The bone handle looks harmless enough without its blade, which unfortunately we have not found.  Instead we have very tangible evidence for the mood and practices of the times, and the means with which people behaved accordingly, in a sharp-edged bronze dagger found broken at the hilt and bent by the weight of a rock.   Naturally the metal had other uses in life, as two large rivets which could have held the handle of a bucket clearly testify.

The Ghar Mirdum Folk

Turning rather abruptly to the peaceful occupations of the anonymous Ghar Mirdum folk, I want to tell you about what I consider to be the most unexpected of our finds.  For this I had to go all the way down to the 100 foot level, and I assure you it was well worth it; sandwiched between two large pieces of pottery was a thick layer of fibrous material, sleek and shiny at the top, becoming rougher and more pronouncedly fibrous over the bottom shard.  I thought this was the thing to put straight into a polythene bag (which was done very soon after) because it must be of an organic nature.  God know how many times since it was found I have wished that it will turn out to be so, or better still, perhaps the grass from which the matting has been made.

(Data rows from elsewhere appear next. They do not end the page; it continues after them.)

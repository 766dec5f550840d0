//! Error types for identity domain validation.

use thiserror::Error;

/// Errors returned while constructing credential values.
#[derive(Debug, Clone, Error, PartialEq, Eq)]
pub enum IdentityDomainError {
    /// The email address is not of the form `local@domain`.
    #[error("invalid email address '{0}'")]
    InvalidEmail(String),

    /// The password is shorter than the provider minimum.
    #[error("password must be at least {minimum} characters")]
    WeakPassword {
        /// Minimum accepted length in characters.
        minimum: usize,
    },
}
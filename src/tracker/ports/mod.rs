//! Port contracts for application and task persistence.
//!
//! Ports define infrastructure-agnostic interfaces used by tracker services.

pub mod repository;

pub use repository::{
    ApplicationRepository, TaskRepository, TrackerRepositoryError, TrackerRepositoryResult,
};
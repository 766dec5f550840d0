//! Error types for form handlers.

use crate::identity::ports::IdentityError;
use crate::presentation::RenderError;
use crate::tracker::services::TrackerServiceError;
use thiserror::Error;

/// Failures a form handler cannot turn into an outcome.
#[derive(Debug, Error)]
pub enum ActionError {
    /// Tracker storage failed.
    #[error(transparent)]
    Tracker(#[from] TrackerServiceError),
    /// The identity provider failed.
    #[error(transparent)]
    Identity(#[from] IdentityError),
    /// Page rendering failed.
    #[error(transparent)]
    Render(#[from] RenderError),
}

/// Result type for form handlers.
pub type ActionResult<T> = Result<T, ActionError>;
//! When steps for tracker BDD scenarios.

use super::world::{TrackerWorld, run_async};
use eyre::WrapErr;
use jobtrack::tracker::{domain::Stage, services::NewApplicationRequest};
use rstest_bdd_macros::when;

#[when(r#""{name}" creates an application at "{company}" for "{role}""#)]
fn create_application(
    world: &mut TrackerWorld,
    name: String,
    company: String,
    role: String,
) -> Result<(), eyre::Report> {
    let owner = world.user(&name)?;
    let result = run_async(
        world
            .applications
            .create(owner, NewApplicationRequest::new(company.clone(), role)),
    );
    match result {
        Ok(created) => {
            world.applications_by_company.insert(company, created);
        }
        Err(err) => world.last_create_error = Some(err),
    }
    Ok(())
}

#[when(r#""{name}" moves the application at "{company}" to "{stage}""#)]
fn move_application(
    world: &mut TrackerWorld,
    name: String,
    company: String,
    stage: String,
) -> Result<(), eyre::Report> {
    let caller = world.user(&name)?;
    let application_id = world.application(&company)?.id();
    let stage = Stage::try_from(stage.as_str())
        .map_err(|err| eyre::eyre!("invalid stage in scenario: {err}"))?;
    let affected = run_async(world.applications.update_stage(caller, application_id, stage))
        .wrap_err("update stage")?;
    world.last_affected = Some(affected);
    Ok(())
}

#[when(r#""{name}" deletes the application at "{company}""#)]
fn delete_application(
    world: &mut TrackerWorld,
    name: String,
    company: String,
) -> Result<(), eyre::Report> {
    let caller = world.user(&name)?;
    let application_id = world.application(&company)?.id();
    let affected = run_async(world.applications.delete(caller, application_id))
        .wrap_err("delete application")?;
    world.last_affected = Some(affected);
    Ok(())
}

#[when(r#""{name}" adds the task "{title}" to the application at "{company}""#)]
fn add_task(
    world: &mut TrackerWorld,
    name: String,
    title: String,
    company: String,
) -> Result<(), eyre::Report> {
    let caller = world.user(&name)?;
    let application_id = world.application(&company)?.id();
    let created = run_async(world.tasks.create(caller, application_id, title.clone()))
        .wrap_err("create task")?;
    world.last_task_created = Some(created.is_some());
    if let Some(task) = created {
        world.tasks_by_title.insert(title, task);
    }
    Ok(())
}

#[when(r#""{name}" marks the task "{title}" as completed"#)]
fn complete_task(
    world: &mut TrackerWorld,
    name: String,
    title: String,
) -> Result<(), eyre::Report> {
    let caller = world.user(&name)?;
    let task_id = world.task(&title)?.id();
    let affected =
        run_async(world.tasks.toggle(caller, task_id, true)).wrap_err("toggle task")?;
    world.last_affected = Some(affected);
    Ok(())
}
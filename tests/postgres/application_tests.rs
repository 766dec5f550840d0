//! `PostgreSQL` integration tests for owner-scoped applications.

use jobtrack::identity::domain::UserId;
use jobtrack::tracker::{
    domain::{Application, ApplicationDetails, Stage},
    ports::{ApplicationRepository, TrackerRepositoryError},
    services::NewApplicationRequest,
};
use mockable::DefaultClock;
use rstest::rstest;

use super::helpers::{BoxError, PgContext, context};

#[rstest]
#[tokio::test(flavor = "multi_thread")]
async fn postgres_create_and_find_round_trip(
    #[future] context: Result<Option<PgContext>, BoxError>,
) -> Result<(), BoxError> {
    let Some(ctx) = context.await? else {
        return Ok(());
    };
    let owner = UserId::new();
    let request = NewApplicationRequest::new("Acme", "SWE")
        .with_location("Remote")
        .with_notes("   ");

    let created = ctx.applications.create(owner, request).await?;
    let found = ctx.applications.find(owner, created.id()).await?;

    assert_eq!(found, Some(created));
    Ok(())
}

#[rstest]
#[tokio::test(flavor = "multi_thread")]
async fn postgres_listing_is_owner_scoped_and_newest_first(
    #[future] context: Result<Option<PgContext>, BoxError>,
) -> Result<(), BoxError> {
    let Some(ctx) = context.await? else {
        return Ok(());
    };
    let owner = UserId::new();
    let rival = UserId::new();
    let older = ctx
        .applications
        .create(owner, NewApplicationRequest::new("Acme", "SWE"))
        .await?;
    ctx.applications
        .create(rival, NewApplicationRequest::new("Globex", "SRE"))
        .await?;
    let newer = ctx
        .applications
        .create(owner, NewApplicationRequest::new("Initech", "QA"))
        .await?;

    let listing = ctx.applications.list_for_owner(owner).await?;
    let ids: Vec<_> = listing.iter().map(|entry| entry.application.id()).collect();

    assert_eq!(ids, vec![newer.id(), older.id()]);
    Ok(())
}

#[rstest]
#[tokio::test(flavor = "multi_thread")]
async fn postgres_rival_stage_update_affects_no_rows(
    #[future] context: Result<Option<PgContext>, BoxError>,
) -> Result<(), BoxError> {
    let Some(ctx) = context.await? else {
        return Ok(());
    };
    let owner = UserId::new();
    let created = ctx
        .applications
        .create(owner, NewApplicationRequest::new("Acme", "SWE"))
        .await?;

    let hijack = ctx
        .applications
        .update_stage(UserId::new(), created.id(), Stage::Rejected)
        .await?;
    let own = ctx
        .applications
        .update_stage(owner, created.id(), Stage::Interview)
        .await?;
    let stage = ctx
        .applications
        .find(owner, created.id())
        .await?
        .map(|application| application.stage());

    assert_eq!(hijack, 0);
    assert_eq!(own, 1);
    assert_eq!(stage, Some(Stage::Interview));
    Ok(())
}

#[rstest]
#[tokio::test(flavor = "multi_thread")]
async fn postgres_duplicate_identifier_is_rejected(
    #[future] context: Result<Option<PgContext>, BoxError>,
) -> Result<(), BoxError> {
    let Some(ctx) = context.await? else {
        return Ok(());
    };
    let details = ApplicationDetails::new("Acme", "SWE")?;
    let application = Application::new(UserId::new(), details, &DefaultClock);
    ctx.repository.store_application(&application).await?;

    let result = ctx.repository.store_application(&application).await;

    assert!(matches!(
        result,
        Err(TrackerRepositoryError::DuplicateApplication(id)) if id == application.id()
    ));
    Ok(())
}

#[rstest]
#[tokio::test(flavor = "multi_thread")]
async fn postgres_migrations_are_idempotent(
    #[future] context: Result<Option<PgContext>, BoxError>,
) -> Result<(), BoxError> {
    let Some(ctx) = context.await? else {
        return Ok(());
    };

    ctx.repository.run_migrations().await?;
    Ok(())
}
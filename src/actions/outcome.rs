//! Tagged outcomes returned to the presentation layer.

use crate::identity::ports::Session;
use crate::presentation::paths;

/// Navigation target after a handler completes.
#[derive(Debug, Clone, Copy, PartialEq, Eq)]
pub enum Route {
    /// The login view.
    Login,
    /// The application listing.
    Applications,
}

impl Route {
    /// Returns the URL path of the target.
    #[must_use]
    pub const fn path(self) -> &'static str {
        match self {
            Self::Login => paths::LOGIN,
            Self::Applications => paths::APPLICATIONS,
        }
    }
}

/// Result of a mutating form submission.
#[derive(Debug, Clone, PartialEq, Eq)]
pub enum ActionOutcome {
    /// Navigate to the route. Used after successful or silently skipped
    /// mutations and for unauthenticated callers.
    Redirect(Route),
    /// A required value was blank or malformed; nothing was persisted and the
    /// page should be shown again with its prior state.
    ValidationError(String),
}

/// Result of requesting a page.
#[derive(Debug, Clone, PartialEq, Eq)]
pub enum PageOutcome {
    /// Navigate elsewhere instead of rendering.
    Redirect(Route),
    /// Rendered HTML.
    Render(String),
}

/// Result of a sign-in or sign-up submission.
#[derive(Debug, Clone, PartialEq, Eq)]
pub enum AuthOutcome {
    /// The caller is signed in; store the session and navigate to
    /// [`Route::Applications`].
    SignedIn(Session),
    /// The credentials were refused; show the message on the login view.
    Rejected(String),
}
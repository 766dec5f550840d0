//! Adapter implementations for tracker persistence.

pub mod memory;
pub mod postgres;
//! Form handlers for applications, tasks, and sessions.

use super::{ActionOutcome, ActionResult, AuthOutcome, FormData, PageOutcome, Route};
use crate::identity::{
    domain::{Credentials, SessionToken, UserId},
    ports::{IdentityError, IdentityProvider},
};
use crate::presentation::{PageRenderer, RenderError};
use crate::tracker::{
    domain::{ApplicationId, Stage, TaskId, TrackerDomainError},
    ports::{ApplicationRepository, TaskRepository},
    services::{
        ApplicationService, NewApplicationRequest, TaskService, TrackerServiceError,
        TrackerServiceResult,
    },
};
use mockable::Clock;
use std::sync::Arc;
use tracing::debug;

#[derive(Debug, Clone, Copy)]
enum AuthMode {
    SignIn,
    SignUp,
}

/// Form handlers wired to an identity provider and tracker storage.
pub struct TrackerActions<I, R, C>
where
    I: IdentityProvider,
    R: ApplicationRepository + TaskRepository,
    C: Clock + Send + Sync,
{
    identity: Arc<I>,
    applications: ApplicationService<R, C>,
    tasks: TaskService<R, C>,
    renderer: PageRenderer,
}

impl<I, R, C> TrackerActions<I, R, C>
where
    I: IdentityProvider,
    R: ApplicationRepository + TaskRepository,
    C: Clock + Send + Sync,
{
    /// Creates the handlers over shared storage.
    ///
    /// # Errors
    ///
    /// Returns [`RenderError`] when the embedded templates fail to load.
    pub fn new(identity: Arc<I>, repository: Arc<R>, clock: Arc<C>) -> Result<Self, RenderError> {
        Ok(Self {
            identity,
            applications: ApplicationService::new(Arc::clone(&repository), Arc::clone(&clock)),
            tasks: TaskService::new(repository, clock),
            renderer: PageRenderer::new()?,
        })
    }

    /// Returns the application service.
    #[must_use]
    pub const fn applications(&self) -> &ApplicationService<R, C> {
        &self.applications
    }

    /// Returns the task service.
    #[must_use]
    pub const fn tasks(&self) -> &TaskService<R, C> {
        &self.tasks
    }

    async fn current_user(&self, session: Option<&SessionToken>) -> ActionResult<Option<UserId>> {
        let Some(token) = session else {
            return Ok(None);
        };
        Ok(self.identity.current_user(token).await?)
    }

    /// Renders the listing for the signed-in user.
    ///
    /// # Errors
    ///
    /// Returns [`ActionError`](super::ActionError) when storage, identity
    /// resolution, or rendering fails.
    pub async fn applications_page(
        &self,
        session: Option<&SessionToken>,
    ) -> ActionResult<PageOutcome> {
        let Some(owner) = self.current_user(session).await? else {
            return Ok(PageOutcome::Redirect(Route::Login));
        };
        let listing = self.applications.list_for_owner(owner).await?;
        Ok(PageOutcome::Render(
            self.renderer.render_applications(&listing)?,
        ))
    }

    /// Renders the login view, or redirects to the listing when the caller is
    /// already signed in.
    ///
    /// # Errors
    ///
    /// Returns [`ActionError`](super::ActionError) when identity resolution
    /// or rendering fails.
    pub async fn login_page(
        &self,
        session: Option<&SessionToken>,
        error: Option<&str>,
    ) -> ActionResult<PageOutcome> {
        if self.current_user(session).await?.is_some() {
            return Ok(PageOutcome::Redirect(Route::Applications));
        }
        Ok(PageOutcome::Render(self.renderer.render_login(error)?))
    }

    /// Handles the create-application form (`company`, `role`, `location`,
    /// `url`, `salary`, `notes`).
    ///
    /// # Errors
    ///
    /// Returns [`ActionError`](super::ActionError) when storage or identity
    /// resolution fails.
    pub async fn create_application(
        &self,
        session: Option<&SessionToken>,
        form: &FormData,
    ) -> ActionResult<ActionOutcome> {
        let Some(owner) = self.current_user(session).await? else {
            return Ok(ActionOutcome::Redirect(Route::Login));
        };
        let request = NewApplicationRequest::new(form.field("company"), form.field("role"))
            .with_location(form.field("location"))
            .with_url(form.field("url"))
            .with_salary(form.field("salary"))
            .with_notes(form.field("notes"));
        settle(self.applications.create(owner, request).await)
    }

    /// Handles the stage selector (`stage`) of one application.
    ///
    /// A missing stage reads as `SAVED` and unknown stage names are a
    /// validation error. Malformed identifiers are treated like identifiers
    /// of someone else's application.
    ///
    /// # Errors
    ///
    /// Returns [`ActionError`](super::ActionError) when storage or identity
    /// resolution fails.
    pub async fn update_stage(
        &self,
        session: Option<&SessionToken>,
        application_id: &str,
        form: &FormData,
    ) -> ActionResult<ActionOutcome> {
        let Some(owner) = self.current_user(session).await? else {
            return Ok(ActionOutcome::Redirect(Route::Login));
        };
        let Some(id) = ApplicationId::parse(application_id) else {
            debug!(%owner, "ignoring malformed application identifier");
            return Ok(ActionOutcome::Redirect(Route::Applications));
        };
        let submitted = match form.field("stage") {
            "" => Stage::Saved.as_str(),
            value => value,
        };
        let stage = match Stage::try_from(submitted) {
            Ok(stage) => stage,
            Err(err) => {
                return Ok(ActionOutcome::ValidationError(
                    TrackerDomainError::from(err).to_string(),
                ));
            }
        };
        settle(self.applications.update_stage(owner, id, stage).await)
    }

    /// Handles the delete button of one application.
    ///
    /// # Errors
    ///
    /// Returns [`ActionError`](super::ActionError) when storage or identity
    /// resolution fails.
    pub async fn delete_application(
        &self,
        session: Option<&SessionToken>,
        application_id: &str,
    ) -> ActionResult<ActionOutcome> {
        let Some(owner) = self.current_user(session).await? else {
            return Ok(ActionOutcome::Redirect(Route::Login));
        };
        let Some(id) = ApplicationId::parse(application_id) else {
            debug!(%owner, "ignoring malformed application identifier");
            return Ok(ActionOutcome::Redirect(Route::Applications));
        };
        settle(self.applications.delete(owner, id).await)
    }

    /// Handles the add-task form (`title`) of one application.
    ///
    /// Applications the caller does not own redirect to the listing without
    /// persisting anything.
    ///
    /// # Errors
    ///
    /// Returns [`ActionError`](super::ActionError) when storage or identity
    /// resolution fails.
    pub async fn create_task(
        &self,
        session: Option<&SessionToken>,
        application_id: &str,
        form: &FormData,
    ) -> ActionResult<ActionOutcome> {
        let Some(owner) = self.current_user(session).await? else {
            return Ok(ActionOutcome::Redirect(Route::Login));
        };
        let Some(id) = ApplicationId::parse(application_id) else {
            debug!(%owner, "ignoring malformed application identifier");
            return Ok(ActionOutcome::Redirect(Route::Applications));
        };
        settle(self.tasks.create(owner, id, form.field("title")).await)
    }

    /// Handles the completion toggle (`completed`) of one task.
    ///
    /// `true`, `on`, and `1` mark the task completed; any other value,
    /// including a missing field, clears the flag.
    ///
    /// # Errors
    ///
    /// Returns [`ActionError`](super::ActionError) when storage or identity
    /// resolution fails.
    pub async fn toggle_task(
        &self,
        session: Option<&SessionToken>,
        task_id: &str,
        form: &FormData,
    ) -> ActionResult<ActionOutcome> {
        let Some(owner) = self.current_user(session).await? else {
            return Ok(ActionOutcome::Redirect(Route::Login));
        };
        let Some(id) = TaskId::parse(task_id) else {
            debug!(%owner, "ignoring malformed task identifier");
            return Ok(ActionOutcome::Redirect(Route::Applications));
        };
        let completed = form.flag("completed");
        settle(self.tasks.toggle(owner, id, completed).await)
    }

    /// Handles the remove button of one task.
    ///
    /// # Errors
    ///
    /// Returns [`ActionError`](super::ActionError) when storage or identity
    /// resolution fails.
    pub async fn delete_task(
        &self,
        session: Option<&SessionToken>,
        task_id: &str,
    ) -> ActionResult<ActionOutcome> {
        let Some(owner) = self.current_user(session).await? else {
            return Ok(ActionOutcome::Redirect(Route::Login));
        };
        let Some(id) = TaskId::parse(task_id) else {
            debug!(%owner, "ignoring malformed task identifier");
            return Ok(ActionOutcome::Redirect(Route::Applications));
        };
        settle(self.tasks.delete(owner, id).await)
    }

    /// Ends the caller's session, if any, and returns to the login view.
    ///
    /// # Errors
    ///
    /// Returns [`ActionError::Identity`](super::ActionError::Identity) when
    /// the provider fails.
    pub async fn logout(&self, session: Option<&SessionToken>) -> ActionResult<ActionOutcome> {
        if let Some(token) = session {
            self.identity.sign_out(token).await?;
        }
        Ok(ActionOutcome::Redirect(Route::Login))
    }

    /// Handles the sign-in button of the login form (`email`, `password`).
    ///
    /// # Errors
    ///
    /// Returns [`ActionError::Identity`](super::ActionError::Identity) when
    /// the provider fails for reasons other than the credentials.
    pub async fn sign_in(&self, form: &FormData) -> ActionResult<AuthOutcome> {
        self.open_session(form, AuthMode::SignIn).await
    }

    /// Handles the sign-up button of the login form (`email`, `password`).
    ///
    /// # Errors
    ///
    /// Returns [`ActionError::Identity`](super::ActionError::Identity) when
    /// the provider fails for reasons other than the credentials.
    pub async fn sign_up(&self, form: &FormData) -> ActionResult<AuthOutcome> {
        self.open_session(form, AuthMode::SignUp).await
    }

    async fn open_session(&self, form: &FormData, mode: AuthMode) -> ActionResult<AuthOutcome> {
        let (email, password) = (form.field("email"), form.raw("password"));
        let checked = match mode {
            AuthMode::SignIn => Credentials::for_sign_in(email, password),
            AuthMode::SignUp => Credentials::new(email, password),
        };
        let credentials = match checked {
            Ok(credentials) => credentials,
            Err(err) => return Ok(AuthOutcome::Rejected(err.to_string())),
        };
        let result = match mode {
            AuthMode::SignIn => self.identity.sign_in(&credentials).await,
            AuthMode::SignUp => self.identity.sign_up(&credentials).await,
        };
        match result {
            Ok(session) => Ok(AuthOutcome::SignedIn(session)),
            Err(err @ (IdentityError::InvalidCredentials | IdentityError::DuplicateAccount(_))) => {
                Ok(AuthOutcome::Rejected(err.to_string()))
            }
            Err(err) => Err(err.into()),
        }
    }
}

/// Maps a service result onto the outcome shown to the caller.
fn settle<T>(result: TrackerServiceResult<T>) -> ActionResult<ActionOutcome> {
    match result {
        Ok(_) => Ok(ActionOutcome::Redirect(Route::Applications)),
        Err(TrackerServiceError::Domain(err)) => Ok(ActionOutcome::ValidationError(err.to_string())),
        Err(err) => Err(err.into()),
    }
}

Professor W.G.H. Edwards and, through him Dr. S M Haslam, both of the Royal university of Malta, and to whom I referred all the organic material from Dingli just before Christmas (1964), have now confirmed the first guess but not my second; the material is organic, and appears at first glance to be decomposed wood.   Further work by the experts may yet tell us, I hope, what kind of wood the specimen is made of.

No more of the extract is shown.